Hi, there. Welcome to the new Wednesday Edition of the Intellectual Sunglasses Newsletter. Every Wednesday and Friday, I will be profiling, analysing, and commenting on the African economy and the African continent at large and providing a badly needed counterpoint to a largely over-optimistic or more commonly over-pessimistic perception of Africa. I will still be doing the global stuff on Monday and the literary stuff on Sunday. Thank you so much for reading, sharing, subscribing,… if you like the newsletter, please share, comment, and subscribe. Anyway, welcome, sit back, relax, and read.
Africa: A person who has been robbed of all his clothes but should rejoice when he is handed back a necktie.
Everyone has clear opinions about what Africa's problems truly are:
To the IMF, it is the absence of free trade, neoliberalism, and democracy.
To Walter Rodney, it's colonialism and the slave trade.
To Ha-Joon Chang, it is the International Monetary Fund, structural adjustment programmes, and the deleterious recommendations of the Western World.
To Jeffrey Sachs, it's unacceptable levels of foreign aid.
To Thomas Sowell and a host of others, it's the same set of intractable problems: culture, weather, geography, and history.
To Chinua Achebe, it was squarely a problem of leadership.

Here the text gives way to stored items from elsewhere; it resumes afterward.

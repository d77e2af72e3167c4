use super::{Constant, Instruction, InvokeKind, MethodData, ValueType};
use crate::jvm::{BaseType, Error, FieldType, Name};
use std::collections::VecDeque;

/// Types of values in locals and on the stack, as tracked by the JVM verifier
///
/// These are [the verification types][0], minus the subtyping between classes: two different
/// class types merge into `java/lang/Object`.
///
/// [0]: https://docs.oracle.com/javase/specs/jvms/se15/html/jvms-4.html#jvms-4.10.1.2
#[derive(Clone, PartialEq, Eq, Hash, Debug)]
pub enum VerificationType {
    Integer,
    Float,
    Long,
    Double,
    Null,

    /// In the constructor, the `this` parameter starts with this type then turns into an object
    /// type after `<init>` is called
    UninitializedThis,

    /// Object or array type
    Object(FieldType),

    /// Object created at instruction `at` whose `<init>` has not been called yet
    Uninitialized { class: Name, at: usize },

    /// Unusable value (uninitialized local, second half of a wide local, incompatible merge)
    Top,
}

impl VerificationType {
    pub fn is_reference(&self) -> bool {
        matches!(
            self,
            VerificationType::Null
                | VerificationType::UninitializedThis
                | VerificationType::Object(_)
                | VerificationType::Uninitialized { .. }
        )
    }

    /// Number of words the value takes on the stack (or slots in the locals)
    pub fn words(&self) -> u8 {
        match self {
            VerificationType::Long | VerificationType::Double => 2,
            _ => 1,
        }
    }

    pub fn java_lang_object() -> VerificationType {
        VerificationType::Object(FieldType::java_lang_object())
    }

    /// Type of a value of the given field type
    pub fn of(field_type: &FieldType) -> VerificationType {
        match field_type {
            FieldType::Base(BaseType::Long) => VerificationType::Long,
            FieldType::Base(BaseType::Float) => VerificationType::Float,
            FieldType::Base(BaseType::Double) => VerificationType::Double,
            FieldType::Base(_) => VerificationType::Integer,
            reference => VerificationType::Object(reference.clone()),
        }
    }

    /// Field type that can hold values of this type, if there is a sensible one
    ///
    /// `null`, uninitialized objects, and `Top` don't have one.
    pub fn field_type(&self) -> Option<FieldType> {
        match self {
            VerificationType::Integer => Some(FieldType::int()),
            VerificationType::Float => Some(FieldType::float()),
            VerificationType::Long => Some(FieldType::long()),
            VerificationType::Double => Some(FieldType::double()),
            VerificationType::Object(typ) => Some(typ.clone()),
            _ => None,
        }
    }

    /// Stack representation of this type
    pub fn value_type(&self) -> Option<ValueType> {
        match self {
            VerificationType::Integer => Some(ValueType::Int),
            VerificationType::Float => Some(ValueType::Float),
            VerificationType::Long => Some(ValueType::Long),
            VerificationType::Double => Some(ValueType::Double),
            VerificationType::Top => None,
            _ => Some(ValueType::Reference),
        }
    }

    /// Least upper bound of two types
    pub fn merge(&self, other: &VerificationType) -> VerificationType {
        use VerificationType::*;
        match (self, other) {
            _ if self == other => self.clone(),
            (Null, Object(typ)) | (Object(typ), Null) => Object(typ.clone()),
            (Object(_), Object(_)) => VerificationType::java_lang_object(),
            _ => Top,
        }
    }

    fn from_value_type(value_type: ValueType) -> VerificationType {
        match value_type {
            ValueType::Int => VerificationType::Integer,
            ValueType::Long => VerificationType::Long,
            ValueType::Float => VerificationType::Float,
            ValueType::Double => VerificationType::Double,
            ValueType::Reference => VerificationType::Top,
        }
    }
}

Some other "experts" on the African dilemma opt for more comprehensive diagnoses. I read the Bottom Billion by Paul Collier several years ago, and recall being impressed at the surefooted certainty of it all.
Paul Collier, the distinguished British economist and author of the book, was quite convinced of what the roots of African problems were:
Wars.
Natural Resources
Bad Governance.
Bad Neighbours.
Fix those, Collier promised, and Africa would no longer have to endure being the subject of books like The Bottom Billion.
The arguments found a receptive audience. Collier's work was hailed as an important contribution to the Africa debate. The Economist, in its regular habit of prophesying, wrote that it was ‘set to become a classic’. Martin Wolf, an influential writer at the Financial Times, showered even more lavish praise, calling it:
A splendid book … which shed much light on how the world should tackle its biggest moral challenge.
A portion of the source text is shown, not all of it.